* **AVAILABLE DATA**

= = = = =

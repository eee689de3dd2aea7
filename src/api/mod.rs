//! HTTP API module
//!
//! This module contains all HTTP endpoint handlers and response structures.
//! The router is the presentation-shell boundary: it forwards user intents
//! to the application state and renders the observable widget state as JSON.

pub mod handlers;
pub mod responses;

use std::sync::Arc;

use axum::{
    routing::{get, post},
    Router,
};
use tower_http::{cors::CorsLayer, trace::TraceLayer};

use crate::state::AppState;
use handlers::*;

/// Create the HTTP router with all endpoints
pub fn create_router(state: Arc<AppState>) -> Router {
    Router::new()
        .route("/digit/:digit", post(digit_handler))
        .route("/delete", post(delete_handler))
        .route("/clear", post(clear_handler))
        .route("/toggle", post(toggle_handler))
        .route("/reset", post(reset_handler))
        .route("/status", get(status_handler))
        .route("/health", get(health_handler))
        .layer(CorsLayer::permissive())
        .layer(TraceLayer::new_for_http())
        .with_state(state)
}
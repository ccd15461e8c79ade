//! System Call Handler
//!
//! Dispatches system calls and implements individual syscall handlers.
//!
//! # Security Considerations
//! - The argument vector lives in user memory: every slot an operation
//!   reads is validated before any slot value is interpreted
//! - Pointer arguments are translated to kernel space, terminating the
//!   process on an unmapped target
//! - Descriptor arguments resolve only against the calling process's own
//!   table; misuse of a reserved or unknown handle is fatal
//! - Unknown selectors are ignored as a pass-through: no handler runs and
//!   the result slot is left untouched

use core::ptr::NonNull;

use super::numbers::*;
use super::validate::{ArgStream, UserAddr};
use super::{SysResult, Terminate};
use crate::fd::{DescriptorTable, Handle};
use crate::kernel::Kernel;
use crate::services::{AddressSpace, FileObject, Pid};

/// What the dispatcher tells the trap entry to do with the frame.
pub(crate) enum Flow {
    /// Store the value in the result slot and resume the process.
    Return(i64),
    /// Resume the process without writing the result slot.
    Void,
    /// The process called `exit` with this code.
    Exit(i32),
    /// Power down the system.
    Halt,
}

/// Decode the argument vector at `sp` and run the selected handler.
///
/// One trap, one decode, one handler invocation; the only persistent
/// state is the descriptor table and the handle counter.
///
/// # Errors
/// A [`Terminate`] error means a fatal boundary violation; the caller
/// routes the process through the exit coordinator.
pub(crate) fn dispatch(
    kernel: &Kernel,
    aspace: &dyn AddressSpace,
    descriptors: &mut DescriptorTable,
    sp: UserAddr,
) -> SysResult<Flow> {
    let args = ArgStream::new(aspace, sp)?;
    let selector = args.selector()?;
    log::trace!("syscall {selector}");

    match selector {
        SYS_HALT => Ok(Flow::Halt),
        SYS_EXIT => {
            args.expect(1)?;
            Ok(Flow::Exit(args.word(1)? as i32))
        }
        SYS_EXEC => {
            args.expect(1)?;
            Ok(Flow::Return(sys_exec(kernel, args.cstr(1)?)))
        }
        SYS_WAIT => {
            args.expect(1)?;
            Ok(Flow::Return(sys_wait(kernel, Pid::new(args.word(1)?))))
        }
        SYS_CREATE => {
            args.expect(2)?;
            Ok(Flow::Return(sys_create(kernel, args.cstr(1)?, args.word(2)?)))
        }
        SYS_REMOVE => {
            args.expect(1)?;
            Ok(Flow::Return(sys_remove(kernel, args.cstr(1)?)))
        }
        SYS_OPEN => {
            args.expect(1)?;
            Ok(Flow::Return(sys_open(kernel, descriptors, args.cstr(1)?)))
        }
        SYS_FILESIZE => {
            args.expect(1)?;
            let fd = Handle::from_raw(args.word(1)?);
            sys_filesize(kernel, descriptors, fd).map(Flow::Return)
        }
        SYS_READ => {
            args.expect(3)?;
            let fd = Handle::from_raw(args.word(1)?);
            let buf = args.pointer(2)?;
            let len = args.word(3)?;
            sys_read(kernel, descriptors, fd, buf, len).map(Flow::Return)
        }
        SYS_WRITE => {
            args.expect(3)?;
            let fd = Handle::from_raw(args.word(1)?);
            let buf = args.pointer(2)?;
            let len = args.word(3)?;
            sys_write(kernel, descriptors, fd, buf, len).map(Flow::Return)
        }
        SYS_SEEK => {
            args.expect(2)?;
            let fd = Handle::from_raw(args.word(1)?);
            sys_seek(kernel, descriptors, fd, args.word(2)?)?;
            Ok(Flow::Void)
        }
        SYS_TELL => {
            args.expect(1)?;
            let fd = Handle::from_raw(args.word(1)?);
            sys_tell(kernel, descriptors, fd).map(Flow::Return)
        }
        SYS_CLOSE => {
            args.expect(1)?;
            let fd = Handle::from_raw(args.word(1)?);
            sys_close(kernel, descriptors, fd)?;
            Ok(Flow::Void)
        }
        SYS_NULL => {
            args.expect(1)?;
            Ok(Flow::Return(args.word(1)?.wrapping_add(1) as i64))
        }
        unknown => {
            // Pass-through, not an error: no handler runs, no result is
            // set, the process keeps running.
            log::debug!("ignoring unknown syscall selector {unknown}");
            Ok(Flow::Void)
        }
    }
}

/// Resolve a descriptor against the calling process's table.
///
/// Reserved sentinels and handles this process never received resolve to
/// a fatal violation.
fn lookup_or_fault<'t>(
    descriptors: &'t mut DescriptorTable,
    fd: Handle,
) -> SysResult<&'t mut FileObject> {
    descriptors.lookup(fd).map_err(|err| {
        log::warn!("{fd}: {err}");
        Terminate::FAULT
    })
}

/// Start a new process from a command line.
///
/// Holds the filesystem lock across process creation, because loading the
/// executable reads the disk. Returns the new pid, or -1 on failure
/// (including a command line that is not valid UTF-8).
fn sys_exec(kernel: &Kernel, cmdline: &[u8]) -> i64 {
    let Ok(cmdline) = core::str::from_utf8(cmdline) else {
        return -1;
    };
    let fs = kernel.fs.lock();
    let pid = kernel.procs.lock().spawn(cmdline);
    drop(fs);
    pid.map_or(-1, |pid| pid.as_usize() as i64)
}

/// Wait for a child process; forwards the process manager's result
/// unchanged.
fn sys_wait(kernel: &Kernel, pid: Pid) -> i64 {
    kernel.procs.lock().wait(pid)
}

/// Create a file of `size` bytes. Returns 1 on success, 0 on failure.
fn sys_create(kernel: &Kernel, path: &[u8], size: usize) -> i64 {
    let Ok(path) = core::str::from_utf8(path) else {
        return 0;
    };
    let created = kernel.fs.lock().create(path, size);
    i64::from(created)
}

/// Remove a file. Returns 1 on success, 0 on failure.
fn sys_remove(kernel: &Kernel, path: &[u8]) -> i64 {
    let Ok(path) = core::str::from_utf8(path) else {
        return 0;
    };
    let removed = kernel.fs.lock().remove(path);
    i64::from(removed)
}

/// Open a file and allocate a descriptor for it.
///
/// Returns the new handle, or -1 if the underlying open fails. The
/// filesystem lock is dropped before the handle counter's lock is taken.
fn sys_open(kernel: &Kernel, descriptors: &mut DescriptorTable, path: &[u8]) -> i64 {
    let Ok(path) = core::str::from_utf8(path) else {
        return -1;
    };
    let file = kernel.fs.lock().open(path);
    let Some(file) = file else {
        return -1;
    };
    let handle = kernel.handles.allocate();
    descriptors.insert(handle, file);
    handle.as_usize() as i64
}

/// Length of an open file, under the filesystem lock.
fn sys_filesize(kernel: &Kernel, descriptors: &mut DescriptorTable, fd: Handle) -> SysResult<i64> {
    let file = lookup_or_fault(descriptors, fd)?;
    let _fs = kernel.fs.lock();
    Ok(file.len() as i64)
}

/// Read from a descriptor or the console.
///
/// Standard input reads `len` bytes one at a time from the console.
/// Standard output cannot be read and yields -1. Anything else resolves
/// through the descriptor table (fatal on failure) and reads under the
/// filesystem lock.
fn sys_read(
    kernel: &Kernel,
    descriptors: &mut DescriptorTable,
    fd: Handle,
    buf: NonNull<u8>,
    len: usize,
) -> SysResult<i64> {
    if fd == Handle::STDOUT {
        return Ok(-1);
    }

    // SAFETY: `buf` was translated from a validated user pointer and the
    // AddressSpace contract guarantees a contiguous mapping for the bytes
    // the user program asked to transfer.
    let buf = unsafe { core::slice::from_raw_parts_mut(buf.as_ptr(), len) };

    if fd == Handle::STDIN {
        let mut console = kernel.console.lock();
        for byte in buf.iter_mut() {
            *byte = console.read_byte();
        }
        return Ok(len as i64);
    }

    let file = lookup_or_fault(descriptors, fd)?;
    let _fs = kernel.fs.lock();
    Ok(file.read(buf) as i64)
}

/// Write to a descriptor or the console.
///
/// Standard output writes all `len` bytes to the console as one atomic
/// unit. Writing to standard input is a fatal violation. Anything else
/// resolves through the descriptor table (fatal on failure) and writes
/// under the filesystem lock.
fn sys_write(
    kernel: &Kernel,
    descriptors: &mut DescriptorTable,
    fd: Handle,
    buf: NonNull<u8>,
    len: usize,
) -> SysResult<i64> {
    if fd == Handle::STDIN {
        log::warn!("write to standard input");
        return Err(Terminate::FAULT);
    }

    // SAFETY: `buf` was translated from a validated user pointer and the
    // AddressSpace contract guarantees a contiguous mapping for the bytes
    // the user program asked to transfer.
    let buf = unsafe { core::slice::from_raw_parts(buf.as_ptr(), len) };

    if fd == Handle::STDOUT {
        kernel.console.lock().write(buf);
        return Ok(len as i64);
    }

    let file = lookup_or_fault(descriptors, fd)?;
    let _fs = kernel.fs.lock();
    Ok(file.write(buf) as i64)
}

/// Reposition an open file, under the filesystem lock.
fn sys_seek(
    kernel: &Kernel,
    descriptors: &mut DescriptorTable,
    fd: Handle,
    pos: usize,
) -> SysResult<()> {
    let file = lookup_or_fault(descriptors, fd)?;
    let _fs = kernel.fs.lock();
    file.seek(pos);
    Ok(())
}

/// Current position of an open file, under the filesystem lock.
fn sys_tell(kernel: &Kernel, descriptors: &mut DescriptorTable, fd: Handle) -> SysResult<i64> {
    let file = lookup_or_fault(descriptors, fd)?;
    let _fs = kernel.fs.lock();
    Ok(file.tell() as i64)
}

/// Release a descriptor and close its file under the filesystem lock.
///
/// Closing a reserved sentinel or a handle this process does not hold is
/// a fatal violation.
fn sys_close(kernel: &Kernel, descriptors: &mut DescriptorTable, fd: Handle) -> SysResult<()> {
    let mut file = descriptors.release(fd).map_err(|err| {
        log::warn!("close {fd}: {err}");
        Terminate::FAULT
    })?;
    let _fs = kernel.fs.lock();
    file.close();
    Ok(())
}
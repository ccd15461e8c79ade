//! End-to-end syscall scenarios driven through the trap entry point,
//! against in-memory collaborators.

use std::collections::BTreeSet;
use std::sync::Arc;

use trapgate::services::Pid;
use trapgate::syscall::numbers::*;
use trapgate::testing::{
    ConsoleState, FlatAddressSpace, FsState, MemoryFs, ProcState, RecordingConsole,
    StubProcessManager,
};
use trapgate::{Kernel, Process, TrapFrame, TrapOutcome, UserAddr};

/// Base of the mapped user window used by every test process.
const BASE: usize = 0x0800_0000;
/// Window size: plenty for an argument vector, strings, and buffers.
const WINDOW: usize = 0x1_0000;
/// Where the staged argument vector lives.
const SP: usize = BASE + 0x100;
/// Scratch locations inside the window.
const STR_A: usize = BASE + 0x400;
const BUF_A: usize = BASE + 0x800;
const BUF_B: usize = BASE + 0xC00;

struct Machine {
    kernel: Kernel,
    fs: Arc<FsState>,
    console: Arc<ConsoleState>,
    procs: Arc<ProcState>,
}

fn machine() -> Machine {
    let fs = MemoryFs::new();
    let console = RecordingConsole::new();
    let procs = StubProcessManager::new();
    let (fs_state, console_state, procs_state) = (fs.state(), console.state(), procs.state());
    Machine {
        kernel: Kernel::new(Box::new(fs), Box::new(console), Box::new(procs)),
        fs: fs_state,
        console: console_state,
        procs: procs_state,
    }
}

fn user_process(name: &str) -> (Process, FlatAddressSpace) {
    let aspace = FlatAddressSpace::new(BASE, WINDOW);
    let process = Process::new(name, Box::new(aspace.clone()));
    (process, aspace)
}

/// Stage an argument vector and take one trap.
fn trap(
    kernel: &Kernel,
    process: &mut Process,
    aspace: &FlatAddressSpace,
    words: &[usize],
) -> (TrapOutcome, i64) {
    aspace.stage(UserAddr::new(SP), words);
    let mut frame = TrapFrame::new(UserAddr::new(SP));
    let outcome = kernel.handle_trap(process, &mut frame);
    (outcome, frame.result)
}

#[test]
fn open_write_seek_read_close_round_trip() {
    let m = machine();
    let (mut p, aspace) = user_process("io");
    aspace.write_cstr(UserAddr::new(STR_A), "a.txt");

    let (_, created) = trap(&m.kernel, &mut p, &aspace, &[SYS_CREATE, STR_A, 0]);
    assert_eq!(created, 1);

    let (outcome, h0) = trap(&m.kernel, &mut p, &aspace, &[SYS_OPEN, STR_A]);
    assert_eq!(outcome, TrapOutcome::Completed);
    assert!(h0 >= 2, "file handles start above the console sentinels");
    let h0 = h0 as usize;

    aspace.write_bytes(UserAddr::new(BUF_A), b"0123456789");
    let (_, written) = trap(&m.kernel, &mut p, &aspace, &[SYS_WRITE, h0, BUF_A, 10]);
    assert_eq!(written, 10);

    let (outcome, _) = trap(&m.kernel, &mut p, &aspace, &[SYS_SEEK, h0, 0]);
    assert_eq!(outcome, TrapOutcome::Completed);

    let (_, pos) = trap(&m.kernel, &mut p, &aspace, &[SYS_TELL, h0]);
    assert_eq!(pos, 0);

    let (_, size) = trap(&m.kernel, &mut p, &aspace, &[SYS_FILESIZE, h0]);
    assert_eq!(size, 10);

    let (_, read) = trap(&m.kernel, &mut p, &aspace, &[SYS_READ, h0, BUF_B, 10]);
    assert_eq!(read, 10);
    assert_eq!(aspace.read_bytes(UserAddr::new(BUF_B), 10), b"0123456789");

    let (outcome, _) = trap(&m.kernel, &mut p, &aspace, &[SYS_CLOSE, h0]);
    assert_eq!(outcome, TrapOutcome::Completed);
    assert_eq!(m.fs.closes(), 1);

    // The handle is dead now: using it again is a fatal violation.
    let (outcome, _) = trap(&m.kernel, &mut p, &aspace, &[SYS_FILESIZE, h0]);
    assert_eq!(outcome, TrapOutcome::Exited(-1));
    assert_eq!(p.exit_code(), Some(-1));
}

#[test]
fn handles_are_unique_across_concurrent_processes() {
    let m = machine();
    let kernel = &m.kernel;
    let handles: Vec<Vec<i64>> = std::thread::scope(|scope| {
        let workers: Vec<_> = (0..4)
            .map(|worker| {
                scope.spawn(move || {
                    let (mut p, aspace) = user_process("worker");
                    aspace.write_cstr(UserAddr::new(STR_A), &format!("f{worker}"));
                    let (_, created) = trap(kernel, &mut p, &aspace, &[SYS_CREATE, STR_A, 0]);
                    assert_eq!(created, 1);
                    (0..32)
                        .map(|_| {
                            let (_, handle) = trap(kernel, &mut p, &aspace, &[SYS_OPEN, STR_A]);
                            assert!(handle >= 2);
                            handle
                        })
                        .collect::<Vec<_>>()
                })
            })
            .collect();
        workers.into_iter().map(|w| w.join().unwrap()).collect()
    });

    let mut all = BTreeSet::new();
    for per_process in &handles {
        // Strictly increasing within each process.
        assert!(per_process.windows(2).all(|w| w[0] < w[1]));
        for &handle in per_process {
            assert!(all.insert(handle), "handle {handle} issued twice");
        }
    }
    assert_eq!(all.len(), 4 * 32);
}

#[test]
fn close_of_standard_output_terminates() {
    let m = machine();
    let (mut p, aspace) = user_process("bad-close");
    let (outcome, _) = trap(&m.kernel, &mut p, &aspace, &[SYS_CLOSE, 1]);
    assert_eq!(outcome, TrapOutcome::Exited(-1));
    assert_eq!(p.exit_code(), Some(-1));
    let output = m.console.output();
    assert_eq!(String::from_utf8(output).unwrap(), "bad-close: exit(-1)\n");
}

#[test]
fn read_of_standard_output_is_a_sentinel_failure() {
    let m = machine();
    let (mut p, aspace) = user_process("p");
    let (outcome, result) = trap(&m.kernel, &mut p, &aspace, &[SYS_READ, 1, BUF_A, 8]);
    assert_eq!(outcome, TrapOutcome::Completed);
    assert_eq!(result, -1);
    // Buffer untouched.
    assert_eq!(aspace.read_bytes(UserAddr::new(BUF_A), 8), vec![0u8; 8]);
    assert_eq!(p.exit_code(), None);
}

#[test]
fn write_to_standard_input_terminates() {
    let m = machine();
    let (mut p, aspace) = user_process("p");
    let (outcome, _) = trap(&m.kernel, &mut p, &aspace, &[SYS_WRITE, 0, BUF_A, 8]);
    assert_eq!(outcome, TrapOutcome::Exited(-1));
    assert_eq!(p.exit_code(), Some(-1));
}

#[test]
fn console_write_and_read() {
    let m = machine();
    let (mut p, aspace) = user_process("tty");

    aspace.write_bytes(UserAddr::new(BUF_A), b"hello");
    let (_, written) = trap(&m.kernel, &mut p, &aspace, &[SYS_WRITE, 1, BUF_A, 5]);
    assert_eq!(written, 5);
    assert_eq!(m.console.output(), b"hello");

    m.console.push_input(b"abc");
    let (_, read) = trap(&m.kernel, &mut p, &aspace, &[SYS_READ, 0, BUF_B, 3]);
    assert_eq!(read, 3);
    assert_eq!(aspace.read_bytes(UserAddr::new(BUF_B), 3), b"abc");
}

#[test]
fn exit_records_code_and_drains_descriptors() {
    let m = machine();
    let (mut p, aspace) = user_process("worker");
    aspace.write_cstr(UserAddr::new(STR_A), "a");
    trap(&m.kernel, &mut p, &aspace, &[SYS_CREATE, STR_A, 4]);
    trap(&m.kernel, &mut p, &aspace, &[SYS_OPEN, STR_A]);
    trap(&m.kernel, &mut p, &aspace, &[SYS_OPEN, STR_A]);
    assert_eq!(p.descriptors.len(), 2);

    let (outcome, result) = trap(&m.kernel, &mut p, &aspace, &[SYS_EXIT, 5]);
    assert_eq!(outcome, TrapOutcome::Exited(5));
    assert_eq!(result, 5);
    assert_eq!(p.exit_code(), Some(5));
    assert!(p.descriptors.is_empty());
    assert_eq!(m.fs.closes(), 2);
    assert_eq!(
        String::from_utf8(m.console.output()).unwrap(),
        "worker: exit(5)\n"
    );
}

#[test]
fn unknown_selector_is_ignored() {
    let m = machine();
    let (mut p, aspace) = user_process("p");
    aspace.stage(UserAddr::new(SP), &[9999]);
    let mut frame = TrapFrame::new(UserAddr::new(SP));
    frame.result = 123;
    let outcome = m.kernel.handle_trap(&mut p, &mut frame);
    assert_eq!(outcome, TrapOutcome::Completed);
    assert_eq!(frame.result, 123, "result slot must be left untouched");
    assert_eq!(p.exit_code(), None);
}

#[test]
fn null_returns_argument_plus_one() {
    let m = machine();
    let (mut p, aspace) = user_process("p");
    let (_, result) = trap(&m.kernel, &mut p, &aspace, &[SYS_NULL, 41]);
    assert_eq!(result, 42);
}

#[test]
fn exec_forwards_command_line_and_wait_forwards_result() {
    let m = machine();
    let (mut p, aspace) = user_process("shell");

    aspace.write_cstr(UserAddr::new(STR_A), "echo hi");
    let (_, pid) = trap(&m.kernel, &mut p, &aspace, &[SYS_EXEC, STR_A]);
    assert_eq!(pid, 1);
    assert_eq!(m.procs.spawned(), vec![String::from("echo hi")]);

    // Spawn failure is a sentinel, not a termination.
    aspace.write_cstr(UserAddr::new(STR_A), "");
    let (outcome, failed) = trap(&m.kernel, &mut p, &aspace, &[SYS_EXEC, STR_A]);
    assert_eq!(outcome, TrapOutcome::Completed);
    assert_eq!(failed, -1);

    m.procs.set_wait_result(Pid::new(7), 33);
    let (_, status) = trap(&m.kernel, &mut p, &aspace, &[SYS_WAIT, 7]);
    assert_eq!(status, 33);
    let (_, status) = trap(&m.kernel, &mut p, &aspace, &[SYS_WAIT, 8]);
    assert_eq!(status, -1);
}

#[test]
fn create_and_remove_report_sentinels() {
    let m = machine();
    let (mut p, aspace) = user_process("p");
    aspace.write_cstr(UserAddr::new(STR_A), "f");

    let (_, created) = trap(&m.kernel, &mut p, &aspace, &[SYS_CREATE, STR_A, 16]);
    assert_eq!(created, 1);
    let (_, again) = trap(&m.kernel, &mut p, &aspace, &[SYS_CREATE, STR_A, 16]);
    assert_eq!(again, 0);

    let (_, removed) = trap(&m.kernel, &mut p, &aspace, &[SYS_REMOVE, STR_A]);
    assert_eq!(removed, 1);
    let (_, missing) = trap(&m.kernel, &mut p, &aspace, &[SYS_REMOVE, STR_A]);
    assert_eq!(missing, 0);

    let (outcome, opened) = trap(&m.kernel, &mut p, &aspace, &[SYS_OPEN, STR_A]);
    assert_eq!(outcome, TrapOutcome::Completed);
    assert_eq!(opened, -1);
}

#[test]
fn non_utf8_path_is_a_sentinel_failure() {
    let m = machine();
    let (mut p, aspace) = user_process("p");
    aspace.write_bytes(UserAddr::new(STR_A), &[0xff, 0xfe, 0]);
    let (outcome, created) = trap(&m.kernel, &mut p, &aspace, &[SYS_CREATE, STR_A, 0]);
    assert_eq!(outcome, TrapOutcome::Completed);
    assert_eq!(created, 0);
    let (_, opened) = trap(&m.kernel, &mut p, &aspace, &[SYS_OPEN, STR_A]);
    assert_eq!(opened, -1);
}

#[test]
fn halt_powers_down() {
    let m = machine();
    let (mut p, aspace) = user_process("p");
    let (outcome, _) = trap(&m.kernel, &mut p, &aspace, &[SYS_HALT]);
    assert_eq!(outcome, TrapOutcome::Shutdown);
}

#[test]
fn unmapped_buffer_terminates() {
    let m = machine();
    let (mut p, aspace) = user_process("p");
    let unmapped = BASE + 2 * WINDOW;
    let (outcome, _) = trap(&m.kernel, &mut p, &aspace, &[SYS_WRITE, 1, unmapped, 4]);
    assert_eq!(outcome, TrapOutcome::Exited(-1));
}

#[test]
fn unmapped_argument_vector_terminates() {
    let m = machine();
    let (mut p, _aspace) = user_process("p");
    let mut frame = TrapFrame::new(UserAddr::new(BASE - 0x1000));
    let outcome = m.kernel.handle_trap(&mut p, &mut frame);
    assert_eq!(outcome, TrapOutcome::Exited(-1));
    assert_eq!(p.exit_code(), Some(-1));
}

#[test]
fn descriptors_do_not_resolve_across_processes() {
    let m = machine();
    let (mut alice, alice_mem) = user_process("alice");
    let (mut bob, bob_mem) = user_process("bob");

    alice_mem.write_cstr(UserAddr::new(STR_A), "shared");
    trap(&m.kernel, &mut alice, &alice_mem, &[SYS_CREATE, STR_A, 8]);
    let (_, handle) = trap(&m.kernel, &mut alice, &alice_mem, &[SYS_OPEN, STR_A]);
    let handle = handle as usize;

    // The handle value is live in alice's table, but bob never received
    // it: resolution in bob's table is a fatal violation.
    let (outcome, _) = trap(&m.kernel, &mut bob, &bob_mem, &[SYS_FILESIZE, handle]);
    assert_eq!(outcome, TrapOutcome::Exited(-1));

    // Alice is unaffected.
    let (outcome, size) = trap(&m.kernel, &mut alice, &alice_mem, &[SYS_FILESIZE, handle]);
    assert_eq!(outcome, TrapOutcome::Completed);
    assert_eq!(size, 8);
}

= = = = =

* **WORK TASK**
Set down, exactly as they stand above, the lines starting with the line with "use trapgate::services::Pid;" and going on through the line with "const STR_A: usize = BASE + 0x400;", and no others.

* **REPLY**
use trapgate::services::Pid;
use trapgate::syscall::numbers::*;
use trapgate::testing::{
    ConsoleState, FlatAddressSpace, FsState, MemoryFs, ProcState, RecordingConsole,
    StubProcessManager,
};
use trapgate::{Kernel, Process, TrapFrame, TrapOutcome, UserAddr};

/// Base of the mapped user window used by every test process.
const BASE: usize = 0x0800_0000;
/// Window size: plenty for an argument vector, strings, and buffers.
const WINDOW: usize = 0x1_0000;
/// Where the staged argument vector lives.
const SP: usize = BASE + 0x100;
/// Scratch locations inside the window.
const STR_A: usize = BASE + 0x400;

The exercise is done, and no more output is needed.